** Opening Data block **

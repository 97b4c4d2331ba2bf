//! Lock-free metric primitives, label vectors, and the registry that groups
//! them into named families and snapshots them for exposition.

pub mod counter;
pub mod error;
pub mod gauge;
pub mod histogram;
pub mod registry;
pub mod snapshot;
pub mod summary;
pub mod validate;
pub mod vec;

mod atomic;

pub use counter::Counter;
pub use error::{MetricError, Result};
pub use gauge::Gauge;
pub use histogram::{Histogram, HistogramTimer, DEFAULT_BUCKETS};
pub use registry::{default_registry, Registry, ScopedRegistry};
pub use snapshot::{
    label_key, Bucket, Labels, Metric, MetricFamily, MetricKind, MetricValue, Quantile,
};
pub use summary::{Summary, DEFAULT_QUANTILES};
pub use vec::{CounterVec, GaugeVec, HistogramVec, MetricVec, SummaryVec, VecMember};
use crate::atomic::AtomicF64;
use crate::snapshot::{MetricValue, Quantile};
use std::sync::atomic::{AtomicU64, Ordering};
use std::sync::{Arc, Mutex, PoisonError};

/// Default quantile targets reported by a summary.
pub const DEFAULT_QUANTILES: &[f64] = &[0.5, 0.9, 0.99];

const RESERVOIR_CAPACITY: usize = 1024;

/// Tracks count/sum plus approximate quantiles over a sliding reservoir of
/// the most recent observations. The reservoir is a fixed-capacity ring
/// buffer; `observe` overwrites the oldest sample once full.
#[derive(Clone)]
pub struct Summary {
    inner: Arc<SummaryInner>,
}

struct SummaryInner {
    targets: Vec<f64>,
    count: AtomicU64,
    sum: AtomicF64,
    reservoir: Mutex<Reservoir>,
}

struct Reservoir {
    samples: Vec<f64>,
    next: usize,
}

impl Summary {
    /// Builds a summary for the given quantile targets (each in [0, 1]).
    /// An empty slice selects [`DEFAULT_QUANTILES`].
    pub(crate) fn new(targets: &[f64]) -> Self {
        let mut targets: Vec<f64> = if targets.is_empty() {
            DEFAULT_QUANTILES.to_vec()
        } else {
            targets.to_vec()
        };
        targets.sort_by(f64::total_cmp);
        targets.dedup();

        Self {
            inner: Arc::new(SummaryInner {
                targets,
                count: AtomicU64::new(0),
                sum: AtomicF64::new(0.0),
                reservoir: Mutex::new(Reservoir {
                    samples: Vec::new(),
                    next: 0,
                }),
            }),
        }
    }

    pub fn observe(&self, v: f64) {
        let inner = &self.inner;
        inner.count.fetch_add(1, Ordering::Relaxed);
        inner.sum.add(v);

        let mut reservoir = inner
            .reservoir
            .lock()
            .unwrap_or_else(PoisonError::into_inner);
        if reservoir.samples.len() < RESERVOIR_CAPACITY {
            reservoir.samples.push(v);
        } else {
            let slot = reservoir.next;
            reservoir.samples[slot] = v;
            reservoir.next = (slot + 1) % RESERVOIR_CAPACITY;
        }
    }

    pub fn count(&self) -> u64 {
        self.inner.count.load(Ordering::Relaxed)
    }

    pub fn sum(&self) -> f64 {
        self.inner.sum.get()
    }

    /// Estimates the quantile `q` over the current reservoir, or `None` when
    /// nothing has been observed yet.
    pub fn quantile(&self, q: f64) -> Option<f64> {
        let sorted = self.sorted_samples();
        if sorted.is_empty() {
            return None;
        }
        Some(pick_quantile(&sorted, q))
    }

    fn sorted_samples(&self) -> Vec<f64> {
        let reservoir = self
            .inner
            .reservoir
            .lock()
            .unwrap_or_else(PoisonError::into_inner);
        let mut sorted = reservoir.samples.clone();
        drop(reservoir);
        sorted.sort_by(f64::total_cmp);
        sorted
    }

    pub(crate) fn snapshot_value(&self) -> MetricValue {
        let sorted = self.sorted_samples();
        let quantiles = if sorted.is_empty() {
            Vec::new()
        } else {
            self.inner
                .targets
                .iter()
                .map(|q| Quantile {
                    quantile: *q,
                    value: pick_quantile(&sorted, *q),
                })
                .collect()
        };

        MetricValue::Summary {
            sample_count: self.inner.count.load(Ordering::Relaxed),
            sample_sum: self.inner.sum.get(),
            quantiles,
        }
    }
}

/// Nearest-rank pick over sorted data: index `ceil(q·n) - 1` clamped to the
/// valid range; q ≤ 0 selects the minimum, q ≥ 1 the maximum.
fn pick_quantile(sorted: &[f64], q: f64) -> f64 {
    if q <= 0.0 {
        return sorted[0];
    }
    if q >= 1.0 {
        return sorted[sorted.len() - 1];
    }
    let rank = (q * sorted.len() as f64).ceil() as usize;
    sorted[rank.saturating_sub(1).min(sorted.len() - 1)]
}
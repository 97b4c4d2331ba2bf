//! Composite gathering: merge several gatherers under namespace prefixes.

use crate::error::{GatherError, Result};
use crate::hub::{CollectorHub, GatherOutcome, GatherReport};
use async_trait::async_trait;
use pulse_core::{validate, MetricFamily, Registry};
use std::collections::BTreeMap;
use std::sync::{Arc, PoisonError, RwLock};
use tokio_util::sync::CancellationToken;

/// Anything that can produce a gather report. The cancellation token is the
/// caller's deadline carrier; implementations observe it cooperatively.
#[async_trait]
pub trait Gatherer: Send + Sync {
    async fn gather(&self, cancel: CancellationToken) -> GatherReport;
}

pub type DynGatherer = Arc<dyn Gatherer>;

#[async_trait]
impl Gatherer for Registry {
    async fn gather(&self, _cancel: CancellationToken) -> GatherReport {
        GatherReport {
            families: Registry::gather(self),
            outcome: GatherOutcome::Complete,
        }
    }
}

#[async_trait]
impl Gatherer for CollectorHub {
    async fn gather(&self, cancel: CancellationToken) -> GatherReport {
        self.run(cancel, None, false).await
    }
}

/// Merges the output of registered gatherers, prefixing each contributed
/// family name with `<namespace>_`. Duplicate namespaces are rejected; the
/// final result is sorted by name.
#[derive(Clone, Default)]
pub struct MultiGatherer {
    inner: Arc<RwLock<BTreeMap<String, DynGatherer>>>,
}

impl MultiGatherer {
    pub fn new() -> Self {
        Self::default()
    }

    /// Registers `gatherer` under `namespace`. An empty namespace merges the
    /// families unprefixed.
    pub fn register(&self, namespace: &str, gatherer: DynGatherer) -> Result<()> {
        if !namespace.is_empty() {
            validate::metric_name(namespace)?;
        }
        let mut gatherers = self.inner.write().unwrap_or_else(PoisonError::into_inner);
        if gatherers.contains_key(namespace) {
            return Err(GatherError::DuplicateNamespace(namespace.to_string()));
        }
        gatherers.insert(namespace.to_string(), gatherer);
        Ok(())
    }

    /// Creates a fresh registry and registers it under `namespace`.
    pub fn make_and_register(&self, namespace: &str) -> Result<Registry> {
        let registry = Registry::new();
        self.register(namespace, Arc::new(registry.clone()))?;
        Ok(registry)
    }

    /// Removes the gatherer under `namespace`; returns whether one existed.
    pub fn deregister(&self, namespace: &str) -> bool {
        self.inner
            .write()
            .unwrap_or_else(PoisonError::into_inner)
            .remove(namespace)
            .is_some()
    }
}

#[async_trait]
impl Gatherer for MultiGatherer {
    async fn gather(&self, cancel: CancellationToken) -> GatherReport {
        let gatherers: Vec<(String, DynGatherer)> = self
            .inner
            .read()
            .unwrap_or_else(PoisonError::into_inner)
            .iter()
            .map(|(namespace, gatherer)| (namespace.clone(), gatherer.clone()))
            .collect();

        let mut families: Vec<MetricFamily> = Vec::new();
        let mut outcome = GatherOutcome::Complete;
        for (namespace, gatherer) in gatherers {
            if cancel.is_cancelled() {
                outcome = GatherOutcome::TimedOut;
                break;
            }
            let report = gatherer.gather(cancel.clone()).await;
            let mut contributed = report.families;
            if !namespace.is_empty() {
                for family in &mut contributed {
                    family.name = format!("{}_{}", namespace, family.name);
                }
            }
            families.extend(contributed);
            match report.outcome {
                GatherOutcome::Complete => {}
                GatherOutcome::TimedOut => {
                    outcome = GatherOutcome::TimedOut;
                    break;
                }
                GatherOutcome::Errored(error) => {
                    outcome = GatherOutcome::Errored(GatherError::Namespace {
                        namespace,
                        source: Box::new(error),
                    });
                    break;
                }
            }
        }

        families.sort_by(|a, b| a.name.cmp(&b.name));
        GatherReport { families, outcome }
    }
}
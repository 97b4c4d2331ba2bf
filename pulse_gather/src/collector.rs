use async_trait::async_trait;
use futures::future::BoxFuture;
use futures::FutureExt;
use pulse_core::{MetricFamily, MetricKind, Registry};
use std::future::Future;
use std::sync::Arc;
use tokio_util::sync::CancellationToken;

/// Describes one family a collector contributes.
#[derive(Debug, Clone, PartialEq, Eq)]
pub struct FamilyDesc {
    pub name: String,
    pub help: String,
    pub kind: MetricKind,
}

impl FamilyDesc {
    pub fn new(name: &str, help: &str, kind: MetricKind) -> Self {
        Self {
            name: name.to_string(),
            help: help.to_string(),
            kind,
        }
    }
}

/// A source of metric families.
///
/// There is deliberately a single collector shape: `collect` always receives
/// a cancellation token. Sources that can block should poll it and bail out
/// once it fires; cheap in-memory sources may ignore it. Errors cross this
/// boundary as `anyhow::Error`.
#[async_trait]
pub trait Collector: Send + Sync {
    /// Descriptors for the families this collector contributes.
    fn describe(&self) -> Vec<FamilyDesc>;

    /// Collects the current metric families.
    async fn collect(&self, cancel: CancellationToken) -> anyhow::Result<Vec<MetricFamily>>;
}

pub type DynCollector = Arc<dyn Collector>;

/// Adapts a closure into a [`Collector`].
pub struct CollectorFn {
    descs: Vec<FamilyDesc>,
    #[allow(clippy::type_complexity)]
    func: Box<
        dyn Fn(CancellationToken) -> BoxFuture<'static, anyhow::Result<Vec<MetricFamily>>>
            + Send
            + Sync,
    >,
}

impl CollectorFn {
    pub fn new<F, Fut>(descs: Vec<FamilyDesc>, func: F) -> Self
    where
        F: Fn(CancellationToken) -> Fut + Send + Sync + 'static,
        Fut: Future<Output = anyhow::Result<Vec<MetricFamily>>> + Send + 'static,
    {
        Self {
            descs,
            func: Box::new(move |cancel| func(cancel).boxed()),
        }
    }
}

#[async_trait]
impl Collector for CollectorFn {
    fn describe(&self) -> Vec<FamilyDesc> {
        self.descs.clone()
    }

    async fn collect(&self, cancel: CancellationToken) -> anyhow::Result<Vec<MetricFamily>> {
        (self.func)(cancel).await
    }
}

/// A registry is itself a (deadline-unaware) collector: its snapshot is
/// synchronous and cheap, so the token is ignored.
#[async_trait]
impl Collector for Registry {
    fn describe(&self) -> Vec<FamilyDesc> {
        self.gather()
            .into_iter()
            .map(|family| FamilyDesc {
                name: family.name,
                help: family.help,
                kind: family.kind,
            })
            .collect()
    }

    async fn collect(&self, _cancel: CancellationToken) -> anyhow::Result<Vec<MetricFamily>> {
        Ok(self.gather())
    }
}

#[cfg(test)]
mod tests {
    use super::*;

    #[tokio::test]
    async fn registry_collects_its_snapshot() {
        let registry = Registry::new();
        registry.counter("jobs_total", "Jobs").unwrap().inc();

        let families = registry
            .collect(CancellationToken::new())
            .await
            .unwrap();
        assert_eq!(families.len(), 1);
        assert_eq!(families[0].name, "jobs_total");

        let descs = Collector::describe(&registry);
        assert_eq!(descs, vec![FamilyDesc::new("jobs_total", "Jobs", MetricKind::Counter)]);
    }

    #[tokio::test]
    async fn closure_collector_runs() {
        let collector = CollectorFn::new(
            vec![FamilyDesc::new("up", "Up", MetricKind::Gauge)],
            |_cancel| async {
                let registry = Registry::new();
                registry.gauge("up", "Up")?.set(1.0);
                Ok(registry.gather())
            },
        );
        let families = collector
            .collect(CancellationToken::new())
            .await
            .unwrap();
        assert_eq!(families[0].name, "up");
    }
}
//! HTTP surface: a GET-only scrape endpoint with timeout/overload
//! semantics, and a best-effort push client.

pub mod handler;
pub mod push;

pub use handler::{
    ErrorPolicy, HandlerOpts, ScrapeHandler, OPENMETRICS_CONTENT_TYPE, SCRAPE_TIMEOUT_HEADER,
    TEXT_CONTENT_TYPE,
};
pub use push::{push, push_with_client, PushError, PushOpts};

** Closing Data block **

Word for word, output the lines of the data from its first line through the line where "const RESERVOIR_CAPACITY: usize = 1024;" appears, and stop there.

**Response to the task**:
repository 97b4c4d2331ba2bf
//! Lock-free metric primitives, label vectors, and the registry that groups
//! them into named families and snapshots them for exposition.

pub mod counter;
pub mod error;
pub mod gauge;
pub mod histogram;
pub mod registry;
pub mod snapshot;
pub mod summary;
pub mod validate;
pub mod vec;

mod atomic;

pub use counter::Counter;
pub use error::{MetricError, Result};
pub use gauge::Gauge;
pub use histogram::{Histogram, HistogramTimer, DEFAULT_BUCKETS};
pub use registry::{default_registry, Registry, ScopedRegistry};
pub use snapshot::{
    label_key, Bucket, Labels, Metric, MetricFamily, MetricKind, MetricValue, Quantile,
};
pub use summary::{Summary, DEFAULT_QUANTILES};
pub use vec::{CounterVec, GaugeVec, HistogramVec, MetricVec, SummaryVec, VecMember};
use crate::atomic::AtomicF64;
use crate::snapshot::{MetricValue, Quantile};
use std::sync::atomic::{AtomicU64, Ordering};
use std::sync::{Arc, Mutex, PoisonError};

/// Default quantile targets reported by a summary.
pub const DEFAULT_QUANTILES: &[f64] = &[0.5, 0.9, 0.99];

const RESERVOIR_CAPACITY: usize = 1024;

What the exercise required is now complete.